The bismuth-phosphate process was used to extract plutonium from irradiated uranium taken from nuclear reactors. It was developed during World War II by Stanley G. Thompson, a chemist working for the Manhattan Project at the University of California, Berkeley. This process was used to produce plutonium at the Hanford Site. Plutonium was used in the atomic bomb that was used in the atomic bombing of Nagasaki in August 1945. The process was superseded in the 1950s by the REDOX and PUREX processes.

==Background==
During World War II, plutonium was used to make both the first atomic bomb ever to be detonated (near Alamogordo, New Mexico) and the atomic bomb that was dropped on Nagasaki in Japan. Plutonium had only been isolated and chemically identified in 1941, so little was known about it, but it was thought that plutonium-239, like uranium-235, would be suitable for use in an atomic bomb.

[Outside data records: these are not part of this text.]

//! HTTP route handlers

use actix_web::HttpResponse;
use serde_json::json;

/// Health check endpoint handler
pub async fn health_check() -> HttpResponse {
    HttpResponse::Ok().json(json!({
        "status": "healthy",
        "timestamp": chrono::Utc::now().to_rfc3339(),
        "version": env!("CARGO_PKG_VERSION")
    }))
}
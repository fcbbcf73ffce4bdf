//! HTTP server core implementation

use crate::config::{Config, ServerConfig};
use crate::core::sweep::Sweeper;
use crate::server::handlers::health_check;
use crate::server::routes;
use crate::server::state::AppState;
use crate::utils::error::{GatewayError, Result};
use actix_web::{App, HttpServer as ActixHttpServer, middleware::DefaultHeaders, web};
use tracing::info;
use tracing_actix_web::TracingLogger;

/// HTTP server
pub struct HttpServer {
    /// Server configuration
    config: ServerConfig,
    /// Application state
    state: AppState,
}

impl HttpServer {
    /// Create a new HTTP server
    pub fn new(config: &Config) -> Result<Self> {
        info!("Creating HTTP server");

        let state = AppState::from_config(config.clone())?;

        Ok(Self {
            config: config.server().clone(),
            state,
        })
    }

    /// Create the Actix-web application
    fn create_app(
        state: web::Data<AppState>,
    ) -> App<
        impl actix_web::dev::ServiceFactory<
            actix_web::dev::ServiceRequest,
            Config = (),
            Response = actix_web::dev::ServiceResponse<impl actix_web::body::MessageBody>,
            Error = actix_web::Error,
            InitError = (),
        >,
    > {
        App::new()
            .app_data(state)
            .wrap(TracingLogger::default())
            .wrap(DefaultHeaders::new().add(("Server", "palisade")))
            .route("/health", web::get().to(health_check))
            .configure(routes::configure)
    }

    /// Start the HTTP server.
    ///
    /// The background sweeps start here and stop when the server returns.
    pub async fn start(self) -> Result<()> {
        let bind_addr = self.config.address();
        info!("Starting HTTP server on {}", bind_addr);

        // Owned handles: dropping them on shutdown cancels the sweeps.
        let _sweepers: Vec<Sweeper> = vec![
            self.state.limiter.clone().start_sweeper(),
            self.state.challenges.clone().start_sweeper(),
        ];

        let state = web::Data::new(self.state);

        let mut server = ActixHttpServer::new(move || Self::create_app(state.clone()));
        if let Some(workers) = self.config.workers {
            server = server.workers(workers);
        }

        let server = server
            .bind(&bind_addr)
            .map_err(|e| {
                GatewayError::Config(format!("Failed to bind {}: {}", bind_addr, e))
            })?
            .run();

        info!("HTTP server listening on {}", bind_addr);

        server
            .await
            .map_err(|e| GatewayError::Internal(format!("Server error: {}", e)))?;

        info!("HTTP server stopped");
        Ok(())
    }

    /// Get application state
    pub fn state(&self) -> &AppState {
        &self.state
    }
}
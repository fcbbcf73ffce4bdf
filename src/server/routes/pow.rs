//! Proof-of-Work challenge issuance

use crate::server::state::AppState;
use crate::server::utils::client_ip;
use actix_web::{HttpRequest, HttpResponse, web};

/// `GET /api/pow-challenge`
///
/// Issues a fresh challenge bound to the requesting IP. No authentication:
/// the cost lives in solving, not obtaining, a challenge.
pub async fn pow_challenge(state: web::Data<AppState>, req: HttpRequest) -> HttpResponse {
    let ip = client_ip(&req);
    let challenge = state.challenges.issue(&ip);
    HttpResponse::Ok().json(challenge)
}
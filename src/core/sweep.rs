//! Background maintenance tasks
//!
//! Sweeps run as explicit tokio tasks owned by the server rather than
//! ambient timers, so shutdown and tests can cancel them deterministically.

use std::future::Future;
use std::time::Duration;
use tokio::task::JoinHandle;

/// Handle for a periodic background task. Aborts the task on drop.
pub struct Sweeper {
    handle: JoinHandle<()>,
}

impl Sweeper {
    /// Spawn a task invoking `tick` every `period`.
    pub fn spawn<F, Fut>(period: Duration, mut tick: F) -> Self
    where
        F: FnMut() -> Fut + Send + 'static,
        Fut: Future<Output = ()> + Send + 'static,
    {
        let handle = tokio::spawn(async move {
            let mut interval = tokio::time::interval(period);
            interval.set_missed_tick_behavior(tokio::time::MissedTickBehavior::Delay);
            loop {
                interval.tick().await;
                tick().await;
            }
        });
        Self { handle }
    }

    /// Stop the task immediately.
    pub fn stop(&self) {
        self.handle.abort();
    }
}

impl Drop for Sweeper {
    fn drop(&mut self) {
        self.handle.abort();
    }
}
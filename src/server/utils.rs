//! Request helpers

use actix_web::HttpRequest;

/// Resolve the client IP: first `X-Forwarded-For` entry when present
/// (the gateway sits behind a reverse proxy), else the peer address.
pub fn client_ip(req: &HttpRequest) -> String {
    if let Some(forwarded) = req
        .headers()
        .get("x-forwarded-for")
        .and_then(|v| v.to_str().ok())
    {
        if let Some(first) = forwarded.split(',').next() {
            let first = first.trim();
            if !first.is_empty() {
                return first.to_string();
            }
        }
    }
    req.peer_addr()
        .map(|addr| addr.ip().to_string())
        .unwrap_or_else(|| "127.0.0.1".to_string())
}

/// Read an optional header as a non-empty string.
pub fn header_value<'r>(req: &'r HttpRequest, name: &str) -> Option<&'r str> {
    req.headers()
        .get(name)
        .and_then(|v| v.to_str().ok())
        .filter(|v| !v.is_empty())
}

==Producing plutonium on an industrial scale==
Plutonium could be produced by irradiating uranium-238 in a nuclear reactor, but developing and building a reactor was a task for the Manhattan Project physicists. The task for the chemists was to develop a process to separate plutonium from the other fission products produced in the reactor, to do so on an industrial scale at a time when plutonium could be produced only in microscopic quantities, and to do so while working with dangerously radioactive chemicals like uranium—the chemistry of which little was known—and plutonium, the chemistry of which almost nothing was known.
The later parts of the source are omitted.